“Dopo sette anni di gestione della multinazionale svizzera, lo stabilimento è ancora fermo e forse in condizioni peggiori di quelle in cui lo ha lasciato l’Alcoa”. A dirlo sono Fiom Cgil, Fim Cisl e Uilm Uil parlando della situazione della SiderAlloys di Portovesme (Sud Sardegna).

“Dopo aver utilizzato circa 100 milioni di finanziamenti pubblici – spiegano – e la dote lasciata dalla multinazionale americana per la reindustrializzazione dell’unico sito di produzione dell’alluminio in Italia, a oggi non sappiamo come siano stati spesi i denari pubblici e cosa sia stato realizzato. Sono stati riassunti poche decine di lavoratori dell’ex Alcoa, messi in cassa integrazione e per i quali SiderAlloys non versa i contributi”.

Continuano i sindacati: “Quei pochi che lavorano percepiscono in ritardo gli stipendi. Le ditte di subappalto non ricevono le spettanze per i lavori eseguiti. La restante parte di centinaia di lavoratori, che sono in attesa di ricollocazione, a stento sopravvivono con una misera indennità di mobilità”.

Fiom, Fim e Uilm si chiedono, a fronte di questo scenario, come sia “possibile che lo Stato voglia continuare a garantire, attraverso l’agenzia del governo Sace, ulteriori finanziamenti?
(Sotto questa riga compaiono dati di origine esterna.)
use crate::core::utils;
use ipnetwork::IpNetwork;
use log::warn;
use std::fmt;

/*-------------------------------------------------------------------------------------------------
  CIDR Relation
-------------------------------------------------------------------------------------------------*/

/// Relation between two CIDR blocks.
///
/// Identical blocks are classified as [CidrRelation::Overlap] rather than `Contains`: a duplicate
/// CIDR in a batch is flagged for manual attention, never silently treated as a container
/// relationship.
#[derive(Clone, Copy, Debug, Eq, PartialEq)]
pub enum CidrRelation {
    /// Every address in the second block is in the first, and the blocks differ.
    Contains,

    /// The first block is a strict subset of the second.
    Contained,

    /// The blocks share address space but neither is a strict subset of the other; includes
    /// identical blocks.
    Overlap,

    /// Disjoint address ranges (mixed IPv4/IPv6 comparisons are always disjoint).
    None,

    /// One or both inputs failed to parse as a CIDR block.
    Error,
}

impl fmt::Display for CidrRelation {
    fn fmt(&self, f: &mut fmt::Formatter<'_>) -> fmt::Result {
        let relation = match self {
            CidrRelation::Contains => "contains",
            CidrRelation::Contained => "contained",
            CidrRelation::Overlap => "overlap",
            CidrRelation::None => "none",
            CidrRelation::Error => "error",
        };
        write!(f, "{relation}")
    }
}

/*--------------------------------------------------------------------------------------
  Relate CIDR Strings
--------------------------------------------------------------------------------------*/

/// Compare two CIDR strings.
///
/// Inputs are parsed non-strictly: set host bits are cleared before comparison, so
/// `10.0.0.5/24` compares as `10.0.0.0/24`. CSV input is untrusted, so a parse failure
/// returns [CidrRelation::Error] with a logged diagnostic instead of propagating.
pub fn relate(a: &str, b: &str) -> CidrRelation {
    let parsed_a = a.parse::<IpNetwork>();
    let parsed_b = b.parse::<IpNetwork>();

    match (parsed_a, parsed_b) {
        (Ok(network_a), Ok(network_b)) => relate_networks(
            utils::ipnetwork::network_prefix(&network_a),
            utils::ipnetwork::network_prefix(&network_b),
        ),
        (Err(error), _) => {
            warn!("Invalid CIDR {a:?}: {error}");
            CidrRelation::Error
        }
        (_, Err(error)) => {
            warn!("Invalid CIDR {b:?}: {error}");
            CidrRelation::Error
        }
    }
}

/*--------------------------------------------------------------------------------------
  Relate Parsed Networks
--------------------------------------------------------------------------------------*/

/// Compare two parsed network prefixes. Callers must pass normalized network prefixes
/// (host bits cleared); [relate] handles normalization for string inputs.
pub fn relate_networks(a: IpNetwork, b: IpNetwork) -> CidrRelation {
    match (a, b) {
        (IpNetwork::V4(ipv4_a), IpNetwork::V4(ipv4_b)) => {
            if ipv4_a == ipv4_b {
                CidrRelation::Overlap
            } else if ipv4_a.is_supernet_of(ipv4_b) {
                CidrRelation::Contains
            } else if ipv4_a.is_subnet_of(ipv4_b) {
                CidrRelation::Contained
            } else if ipv4_a.overlaps(ipv4_b) {
                CidrRelation::Overlap
            } else {
                CidrRelation::None
            }
        }
        (IpNetwork::V6(ipv6_a), IpNetwork::V6(ipv6_b)) => {
            if ipv6_a == ipv6_b {
                CidrRelation::Overlap
            } else if ipv6_a.is_supernet_of(ipv6_b) {
                CidrRelation::Contains
            } else if ipv6_a.is_subnet_of(ipv6_b) {
                CidrRelation::Contained
            } else if ipv6_a.overlaps(ipv6_b) {
                CidrRelation::Overlap
            } else {
                CidrRelation::None
            }
        }
        _ => CidrRelation::None,
    }
}

/*-------------------------------------------------------------------------------------------------
  Unit Tests
-------------------------------------------------------------------------------------------------*/
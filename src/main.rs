use clap::Parser;
use ibxsync::{analyze, build_plan, Executor, Result, WapiClient};
use log::{error, info, warn};
use std::process;

mod cli;

/*-------------------------------------------------------------------------------------------------
  Main CLI Entry Point
-------------------------------------------------------------------------------------------------*/

fn main() {
    let args = cli::Args::parse();

    stderrlog::new()
        .verbosity(args.verbose.log_level_filter())
        .init()
        .unwrap();

    if let Err(error) = run(&args) {
        error!("{error}");
        process::exit(1);
    }
}

fn run(args: &cli::Args) -> Result<()> {
    let mut records = cli::input::load_records(&args.csv_file)?;

    // A live run needs a configured WAPI client; a dry run must work without one.
    let mut client = if args.dry_run {
        None
    } else {
        Some(WapiClient::new()?)
    };

    if args.skip_existing {
        match &client {
            Some(client) => {
                records = cli::filter_existing(client, records, &args.network_view)?;
            }
            None => warn!("--skip-existing requires a live run; ignoring"),
        }
    }

    let analysis = analyze(&records);
    cli::log::analysis_summary(&analysis);

    let plan = build_plan(&analysis, &records);
    info!(
        "Planned {} container step(s) and {} network step(s)",
        plan.container_step_count(),
        plan.network_step_count()
    );

    let executor = Executor::new(&args.network_view);
    let results = match client.as_mut() {
        Some(client) => {
            if args.ensure_ea_defs {
                let names = cli::collect_attribute_names(&plan);
                let created =
                    client.ensure_ea_definitions(names.iter().map(String::as_str))?;
                if created > 0 {
                    info!("Created {created} missing extensible attribute definition(s)");
                }
            }
            executor.run(&plan, client)
        }
        None => {
            if args.ensure_ea_defs {
                warn!("--ensure-ea-defs requires a live run; ignoring");
            }
            executor.dry_run(&plan)
        }
    };

    cli::log::execution_summary(&results);
    cli::output::results_table(&results);

    if let Some(path) = &args.csv_report {
        cli::report::save(&results, path)?;
        info!("Saved creation results to {path:?}");
    }

    Ok(())
}
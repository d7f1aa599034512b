use clap::Parser;
use std::path::PathBuf;

/*-------------------------------------------------------------------------------------------------
  Command Line Interface (CLI) Arguments
-------------------------------------------------------------------------------------------------*/

#[derive(Parser, Debug)]
#[command(author, version, about="Reconcile AWS VPC networks into InfoBlox IPAM.", long_about = None)]
pub struct Args {
    /// CSV file containing exported AWS VPC records
    #[arg(short = 'f', long = "csv-file", default_value = "vpc_data.csv")]
    pub csv_file: PathBuf,

    /// InfoBlox network view to create objects in
    #[arg(short = 'n', long = "network-view", default_value = "default")]
    pub network_view: String,

    /// Analyze and plan without calling InfoBlox
    #[arg(short = 'd', long)]
    pub dry_run: bool,

    /// Skip CIDRs that already exist in InfoBlox as networks or containers
    #[arg(long)]
    pub skip_existing: bool,

    /// Create missing extensible attribute definitions before importing
    #[arg(long)]
    pub ensure_ea_defs: bool,

    /// Save the creation results to a CSV file
    #[arg(long = "csv")]
    pub csv_report: Option<PathBuf>,

    /// Logging verbosity
    #[command(flatten)]
    pub verbose: clap_verbosity_flag::Verbosity,
}
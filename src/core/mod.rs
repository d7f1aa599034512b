/*-------------------------------------------------------------------------------------------------
  Core Modules
-------------------------------------------------------------------------------------------------*/

pub mod errors;
pub mod executor;
pub mod gateway;
pub mod hierarchy;
pub mod plan;
pub mod record;
pub mod relation;
pub mod tags;
pub mod utils;
use chrono::Utc;
use ibxsync::{map_tags_to_eas, parse_tag_blob, NetworkRecord, Result};
use log::{info, warn};
use serde::Deserialize;
use std::path::Path;

/*-------------------------------------------------------------------------------------------------
  Load VPC Records from CSV
-------------------------------------------------------------------------------------------------*/

/// One row of an AWS VPC inventory export.
#[derive(Debug, Deserialize)]
struct VpcRow {
    #[serde(rename = "CidrBlock")]
    cidr_block: String,

    #[serde(rename = "VpcId", default)]
    vpc_id: String,

    #[serde(rename = "Tags", default)]
    tags: String,
}

/// Load VPC records from a CSV export, parsing each row's tag blob and mapping the tags to
/// InfoBlox extended attributes. Rows that fail to deserialize are skipped with a warning;
/// a bad row never fails the batch.
pub fn load_records(path: &Path) -> Result<Vec<NetworkRecord>> {
    let mut reader = csv::Reader::from_path(path)?;
    let import_date = Utc::now().format("%Y-%m-%d %H:%M:%S").to_string();

    let mut records = Vec::new();
    for row in reader.deserialize::<VpcRow>() {
        let row = match row {
            Ok(row) => row,
            Err(error) => {
                warn!("Skipping unreadable VPC record: {error}");
                continue;
            }
        };

        let tags = parse_tag_blob(&row.tags);
        let mut attributes = map_tags_to_eas(&tags);
        if !row.vpc_id.is_empty() {
            attributes
                .entry("aws_vpc_id".to_string())
                .or_insert_with(|| row.vpc_id.clone());
        }
        attributes.insert("import_date".to_string(), import_date.clone());

        records.push(NetworkRecord::with_attributes(
            &row.cidr_block,
            &row.vpc_id,
            attributes,
        ));
    }

    info!("Loaded {} VPC records from {:?}", records.len(), path);
    Ok(records)
}

/*-------------------------------------------------------------------------------------------------
  Unit Tests
-------------------------------------------------------------------------------------------------*/
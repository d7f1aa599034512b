use ibxsync::{CreationResult, HierarchyAnalysis};
use log::{info, warn};

/*-------------------------------------------------------------------------------------------------
  Logging Functions
-------------------------------------------------------------------------------------------------*/

/*--------------------------------------------------------------------------------------
  Hierarchy Analysis
--------------------------------------------------------------------------------------*/

pub fn analysis_summary(analysis: &HierarchyAnalysis) {
    let container_count = analysis.containers.len();
    if container_count > 0 {
        info!("{container_count} network(s) will be created as containers");
        for container in &analysis.containers {
            let contained_count = analysis
                .relationships
                .get(container)
                .map_or(0, Vec::len);
            info!("  {container} (contains {contained_count} networks)");
        }
    }

    let overlap_count = analysis.overlaps.len();
    if overlap_count > 0 {
        warn!("{overlap_count} partial overlap(s) detected");
        for overlap in &analysis.overlaps {
            warn!("  {}", overlap.message);
        }
    }

    let invalid_count = analysis.invalid.len();
    if invalid_count > 0 {
        warn!("{invalid_count} record(s) excluded for invalid CIDRs");
        for invalid in &analysis.invalid {
            warn!(
                "  {:?} ({}): {}",
                invalid.record.cidr, invalid.record.source_key, invalid.reason
            );
        }
    }
}

/*--------------------------------------------------------------------------------------
  Execution Results
--------------------------------------------------------------------------------------*/

pub fn execution_summary(results: &[CreationResult]) {
    let error_count = results
        .iter()
        .filter(|result| result.action.is_error())
        .count();
    let success_count = results.len() - error_count;

    info!("{success_count} creation step(s) succeeded");
    if error_count > 0 {
        warn!("{error_count} creation step(s) failed");
        for result in results.iter().filter(|result| result.action.is_error()) {
            warn!(
                "  {} ({}): {}",
                result.cidr,
                result
                    .error_category
                    .map_or_else(|| "unknown".to_string(), |category| category.to_string()),
                result.error.as_deref().unwrap_or("")
            );
        }
    }
}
È giunto il momento di decidere cosa occorre fare per garantire una vera reindustralizzazione del sito di Portovesme e non spendere i finanziamenti che non raggiungeranno l’obiettivo. Bisogna chiarire il ruolo di Invitalia che è socio di SiderAlloys”.

Le tre sigle così concludono: “Chiediamo che venga immediatamente convocato il tavolo di crisi al Mimit e fare un’operazione verità sulla vicenda. È dovere del governo dare le risposte chieste da anni dai lavoratori, che anche oggi sono in presidio ai cancelli della fabbrica, e a un territorio che già soffre di tante crisi industriali strutturali che stanno rendendo sempre più povera la popolazione”.